Material supplied:
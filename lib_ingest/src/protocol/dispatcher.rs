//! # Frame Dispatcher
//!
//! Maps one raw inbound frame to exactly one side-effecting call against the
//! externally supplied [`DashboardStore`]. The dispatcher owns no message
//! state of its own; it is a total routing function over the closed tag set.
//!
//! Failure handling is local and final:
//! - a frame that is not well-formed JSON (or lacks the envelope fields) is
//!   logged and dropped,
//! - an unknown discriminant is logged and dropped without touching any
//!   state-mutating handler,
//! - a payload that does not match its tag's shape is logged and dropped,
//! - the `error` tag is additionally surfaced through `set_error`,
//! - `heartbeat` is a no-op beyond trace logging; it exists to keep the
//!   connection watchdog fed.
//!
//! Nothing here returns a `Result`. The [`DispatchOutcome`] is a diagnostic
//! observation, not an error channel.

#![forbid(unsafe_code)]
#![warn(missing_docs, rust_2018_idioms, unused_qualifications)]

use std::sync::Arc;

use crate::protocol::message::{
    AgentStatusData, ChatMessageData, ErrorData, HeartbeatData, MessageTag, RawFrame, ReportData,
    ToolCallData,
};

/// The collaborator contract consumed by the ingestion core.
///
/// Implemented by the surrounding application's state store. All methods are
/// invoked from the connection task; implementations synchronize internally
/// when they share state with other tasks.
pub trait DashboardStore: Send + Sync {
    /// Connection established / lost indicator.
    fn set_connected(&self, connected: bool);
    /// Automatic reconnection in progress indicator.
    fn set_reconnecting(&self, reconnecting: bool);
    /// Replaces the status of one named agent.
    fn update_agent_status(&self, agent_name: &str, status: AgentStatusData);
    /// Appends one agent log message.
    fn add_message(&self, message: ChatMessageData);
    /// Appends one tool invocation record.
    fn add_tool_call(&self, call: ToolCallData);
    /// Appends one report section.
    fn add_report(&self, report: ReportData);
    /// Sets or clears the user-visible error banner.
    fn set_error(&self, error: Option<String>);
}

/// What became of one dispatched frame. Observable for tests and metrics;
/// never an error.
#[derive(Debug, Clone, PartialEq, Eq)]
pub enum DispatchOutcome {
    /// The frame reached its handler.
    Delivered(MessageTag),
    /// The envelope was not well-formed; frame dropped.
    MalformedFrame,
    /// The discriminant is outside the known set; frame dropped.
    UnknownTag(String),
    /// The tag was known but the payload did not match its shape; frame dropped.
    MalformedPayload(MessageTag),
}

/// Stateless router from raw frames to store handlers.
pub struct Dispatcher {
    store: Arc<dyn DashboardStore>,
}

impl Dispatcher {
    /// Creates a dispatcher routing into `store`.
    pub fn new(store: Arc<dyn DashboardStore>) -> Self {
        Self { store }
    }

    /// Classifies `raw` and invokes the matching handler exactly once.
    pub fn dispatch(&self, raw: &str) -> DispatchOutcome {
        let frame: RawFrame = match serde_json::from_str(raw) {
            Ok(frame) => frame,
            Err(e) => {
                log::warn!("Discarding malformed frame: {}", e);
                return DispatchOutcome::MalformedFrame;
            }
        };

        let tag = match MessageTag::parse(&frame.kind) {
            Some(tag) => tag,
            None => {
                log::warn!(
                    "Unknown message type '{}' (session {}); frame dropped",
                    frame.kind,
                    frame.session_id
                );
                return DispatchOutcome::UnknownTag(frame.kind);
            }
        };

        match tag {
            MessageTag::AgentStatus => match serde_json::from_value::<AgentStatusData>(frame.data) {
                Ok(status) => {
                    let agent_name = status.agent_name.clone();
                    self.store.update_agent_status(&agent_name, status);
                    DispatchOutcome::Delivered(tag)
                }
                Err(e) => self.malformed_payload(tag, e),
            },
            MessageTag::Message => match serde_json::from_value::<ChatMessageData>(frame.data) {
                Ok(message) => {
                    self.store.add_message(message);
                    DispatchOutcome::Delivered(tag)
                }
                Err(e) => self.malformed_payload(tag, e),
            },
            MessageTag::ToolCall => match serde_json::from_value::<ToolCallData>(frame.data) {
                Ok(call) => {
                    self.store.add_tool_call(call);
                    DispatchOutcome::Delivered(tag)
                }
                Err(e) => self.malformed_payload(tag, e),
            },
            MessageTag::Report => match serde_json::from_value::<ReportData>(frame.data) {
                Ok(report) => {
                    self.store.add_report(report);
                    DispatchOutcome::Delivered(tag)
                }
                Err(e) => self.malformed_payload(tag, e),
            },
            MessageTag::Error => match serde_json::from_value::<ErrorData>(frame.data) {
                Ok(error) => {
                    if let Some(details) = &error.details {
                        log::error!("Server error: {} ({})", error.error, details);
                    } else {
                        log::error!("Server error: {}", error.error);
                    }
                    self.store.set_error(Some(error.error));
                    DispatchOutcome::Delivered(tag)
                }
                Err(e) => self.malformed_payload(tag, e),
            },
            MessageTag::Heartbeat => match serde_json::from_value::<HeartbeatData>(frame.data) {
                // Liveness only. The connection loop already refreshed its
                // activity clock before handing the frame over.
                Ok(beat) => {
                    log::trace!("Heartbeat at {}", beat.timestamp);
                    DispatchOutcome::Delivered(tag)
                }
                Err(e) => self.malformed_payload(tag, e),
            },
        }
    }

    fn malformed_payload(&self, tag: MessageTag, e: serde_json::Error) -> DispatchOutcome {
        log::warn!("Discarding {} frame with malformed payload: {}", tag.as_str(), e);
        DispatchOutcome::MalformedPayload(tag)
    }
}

Requirement:
A complete, exact repeat of the records is the required answer.

Exercise result:
filename lib_ingest/src/protocol/dispatcher.rs
//! # Frame Dispatcher
//!
//! Maps one raw inbound frame to exactly one side-effecting call against the
//! externally supplied [`DashboardStore`]. The dispatcher owns no message
//! state of its own; it is a total routing function over the closed tag set.
//!
//! Failure handling is local and final:
//! - a frame that is not well-formed JSON (or lacks the envelope fields) is
//!   logged and dropped,
//! - an unknown discriminant is logged and dropped without touching any
//!   state-mutating handler,
//! - a payload that does not match its tag's shape is logged and dropped,
//! - the `error` tag is additionally surfaced through `set_error`,
//! - `heartbeat` is a no-op beyond trace logging; it exists to keep the
//!   connection watchdog fed.
//!
//! Nothing here returns a `Result`. The [`DispatchOutcome`] is a diagnostic
//! observation, not an error channel.

#![forbid(unsafe_code)]
#![warn(missing_docs, rust_2018_idioms, unused_qualifications)]

use std::sync::Arc;

use crate::protocol::message::{
    AgentStatusData, ChatMessageData, ErrorData, HeartbeatData, MessageTag, RawFrame, ReportData,
    ToolCallData,
};

/// The collaborator contract consumed by the ingestion core.
///
/// Implemented by the surrounding application's state store. All methods are
/// invoked from the connection task; implementations synchronize internally
/// when they share state with other tasks.
pub trait DashboardStore: Send + Sync {
    /// Connection established / lost indicator.
    fn set_connected(&self, connected: bool);
    /// Automatic reconnection in progress indicator.
    fn set_reconnecting(&self, reconnecting: bool);
    /// Replaces the status of one named agent.
    fn update_agent_status(&self, agent_name: &str, status: AgentStatusData);
    /// Appends one agent log message.
    fn add_message(&self, message: ChatMessageData);
    /// Appends one tool invocation record.
    fn add_tool_call(&self, call: ToolCallData);
    /// Appends one report section.
    fn add_report(&self, report: ReportData);
    /// Sets or clears the user-visible error banner.
    fn set_error(&self, error: Option<String>);
}

/// What became of one dispatched frame. Observable for tests and metrics;
/// never an error.
#[derive(Debug, Clone, PartialEq, Eq)]
pub enum DispatchOutcome {
    /// The frame reached its handler.
    Delivered(MessageTag),
    /// The envelope was not well-formed; frame dropped.
    MalformedFrame,
    /// The discriminant is outside the known set; frame dropped.
    UnknownTag(String),
    /// The tag was known but the payload did not match its shape; frame dropped.
    MalformedPayload(MessageTag),
}

/// Stateless router from raw frames to store handlers.
pub struct Dispatcher {
    store: Arc<dyn DashboardStore>,
}

impl Dispatcher {
    /// Creates a dispatcher routing into `store`.
    pub fn new(store: Arc<dyn DashboardStore>) -> Self {
        Self { store }
    }

    /// Classifies `raw` and invokes the matching handler exactly once.
    pub fn dispatch(&self, raw: &str) -> DispatchOutcome {
        let frame: RawFrame = match serde_json::from_str(raw) {
            Ok(frame) => frame,
            Err(e) => {
                log::warn!("Discarding malformed frame: {}", e);
                return DispatchOutcome::MalformedFrame;
            }
        };

        let tag = match MessageTag::parse(&frame.kind) {
            Some(tag) => tag,
            None => {
                log::warn!(
                    "Unknown message type '{}' (session {}); frame dropped",
                    frame.kind,
                    frame.session_id
                );
                return DispatchOutcome::UnknownTag(frame.kind);
            }
        };

        match tag {
            MessageTag::AgentStatus => match serde_json::from_value::<AgentStatusData>(frame.data) {
                Ok(status) => {
                    let agent_name = status.agent_name.clone();
                    self.store.update_agent_status(&agent_name, status);
                    DispatchOutcome::Delivered(tag)
                }
                Err(e) => self.malformed_payload(tag, e),
            },
            MessageTag::Message => match serde_json::from_value::<ChatMessageData>(frame.data) {
                Ok(message) => {
                    self.store.add_message(message);
                    DispatchOutcome::Delivered(tag)
                }
                Err(e) => self.malformed_payload(tag, e),
            },
            MessageTag::ToolCall => match serde_json::from_value::<ToolCallData>(frame.data) {
                Ok(call) => {
                    self.store.add_tool_call(call);
                    DispatchOutcome::Delivered(tag)
                }
                Err(e) => self.malformed_payload(tag, e),
            },
            MessageTag::Report => match serde_json::from_value::<ReportData>(frame.data) {
                Ok(report) => {
                    self.store.add_report(report);
                    DispatchOutcome::Delivered(tag)
                }
                Err(e) => self.malformed_payload(tag, e),
            },
            MessageTag::Error => match serde_json::from_value::<ErrorData>(frame.data) {
                Ok(error) => {
                    if let Some(details) = &error.details {
                        log::error!("Server error: {} ({})", error.error, details);
                    } else {
                        log::error!("Server error: {}", error.error);
                    }
                    self.store.set_error(Some(error.error));
                    DispatchOutcome::Delivered(tag)
                }
                Err(e) => self.malformed_payload(tag, e),
            },
            MessageTag::Heartbeat => match serde_json::from_value::<HeartbeatData>(frame.data) {
                // Liveness only. The connection loop already refreshed its
                // activity clock before handing the frame over.
                Ok(beat) => {
                    log::trace!("Heartbeat at {}", beat.timestamp);
                    DispatchOutcome::Delivered(tag)
                }
                Err(e) => self.malformed_payload(tag, e),
            },
        }
    }

    fn malformed_payload(&self, tag: MessageTag, e: serde_json::Error) -> DispatchOutcome {
        log::warn!("Discarding {} frame with malformed payload: {}", tag.as_str(), e);
        DispatchOutcome::MalformedPayload(tag)
    }
}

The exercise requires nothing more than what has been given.